▶ Exercise: Pick out all lines with the word "text" from the records that follow.
*** Opening of Records shown ***
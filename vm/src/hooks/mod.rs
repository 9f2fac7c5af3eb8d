// Copyright 2021-2023 Kestrel Labs
// SPDX-License-Identifier: Apache-2.0, MIT
//! Host implementations of the contract-facing import surface.

mod managed_buffer;

/// Import names as contract code sees them; also the keys under which gas
/// tracing attributes charges.
pub mod api_names {
    pub const MBUFFER_NEW: &str = "mBufferNew";
    pub const MBUFFER_NEW_FROM_BYTES: &str = "mBufferNewFromBytes";
    pub const MBUFFER_GET_LENGTH: &str = "mBufferGetLength";
    pub const MBUFFER_GET_BYTES: &str = "mBufferGetBytes";
    pub const MBUFFER_GET_BYTE_SLICE: &str = "mBufferGetByteSlice";
    pub const MBUFFER_COPY_BYTE_SLICE: &str = "mBufferCopyByteSlice";
    pub const MBUFFER_EQ: &str = "mBufferEq";
    pub const MBUFFER_SET_BYTES: &str = "mBufferSetBytes";
    pub const MBUFFER_SET_BYTE_SLICE: &str = "mBufferSetByteSlice";
    pub const MBUFFER_APPEND: &str = "mBufferAppend";
    pub const MBUFFER_APPEND_BYTES: &str = "mBufferAppendBytes";
    pub const MBUFFER_TO_BIG_INT_UNSIGNED: &str = "mBufferToBigIntUnsigned";
    pub const MBUFFER_TO_BIG_INT_SIGNED: &str = "mBufferToBigIntSigned";
    pub const MBUFFER_FROM_BIG_INT_UNSIGNED: &str = "mBufferFromBigIntUnsigned";
    pub const MBUFFER_FROM_BIG_INT_SIGNED: &str = "mBufferFromBigIntSigned";
    pub const MBUFFER_TO_BIG_FLOAT: &str = "mBufferToBigFloat";
    pub const MBUFFER_FROM_BIG_FLOAT: &str = "mBufferFromBigFloat";
    pub const MBUFFER_STORAGE_STORE: &str = "mBufferStorageStore";
    pub const MBUFFER_STORAGE_LOAD: &str = "mBufferStorageLoad";
    pub const MBUFFER_GET_ARGUMENT: &str = "mBufferGetArgument";
    pub const MBUFFER_FINISH: &str = "mBufferFinish";
    pub const MBUFFER_SET_RANDOM: &str = "mBufferSetRandom";
}
// Copyright 2021-2023 Kestrel Labs
// SPDX-License-Identifier: Apache-2.0, MIT

/// Host execution result.
pub type Result<T> = std::result::Result<T, VmError>;

/// Every failure the host can classify. The driver owns the total mapping
/// from these values to [`kestrel_common::ReturnCode`]; faults raised from
/// hooks carry exactly one of these so the mapping stays side-effect-free.
#[derive(thiserror::Error, Debug)]
pub enum VmError {
    /// Explicit user-level revert; the output's own return message is the
    /// authoritative text for this one.
    #[error("signal error")]
    SignalError,

    #[error("not enough gas")]
    NotEnoughGas,

    #[error("execution failed")]
    ExecutionFailed,

    #[error("error running function")]
    FunctionRunError,

    #[error("function not found")]
    FunctionNotFound,

    #[error("it is not allowed to call init in run")]
    InitFuncCalledInRun,

    #[error("return code is not ok")]
    ReturnCodeNotOk,

    #[error("invalid contract code")]
    ContractInvalid,

    #[error("invalid upgrade arguments")]
    InvalidUpgradeArguments,

    #[error("operation not permitted in read only mode")]
    InvalidCallOnReadOnlyMode,

    #[error("cannot write to storage under read only mode")]
    CannotWriteOnReadOnly,

    #[error("no managed buffer under the given handle")]
    NoManagedBufferUnderThisHandle,

    #[error("no big int under the given handle")]
    NoBigIntUnderThisHandle,

    #[error("no big float under the given handle")]
    NoBigFloatUnderThisHandle,

    #[error("argument index out of range")]
    ArgOutOfRange,

    #[error("infinity operations are not allowed on big floats")]
    InfinityFloatOperation,

    #[error("unknown precision for encoded big float")]
    BigFloatWrongPrecision,

    #[error("length of buffer is not correct")]
    LengthOfBufferNotCorrect,

    #[error("no contract instance available")]
    NoInstanceAvailable,

    #[error("bad bounds: offset {offset} length {length}")]
    BadBounds { offset: i32, length: i32 },

    /// Failures surfaced by the consumed interfaces (engine, blockchain,
    /// crypto). The original text flows into the output artifact unchanged.
    #[error(transparent)]
    Hook(#[from] anyhow::Error),
}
*** Close of Records shown ***
▶ Solution to the exercise:
    /// authoritative text for this one.
    /// crypto). The original text flows into the output artifact unchanged.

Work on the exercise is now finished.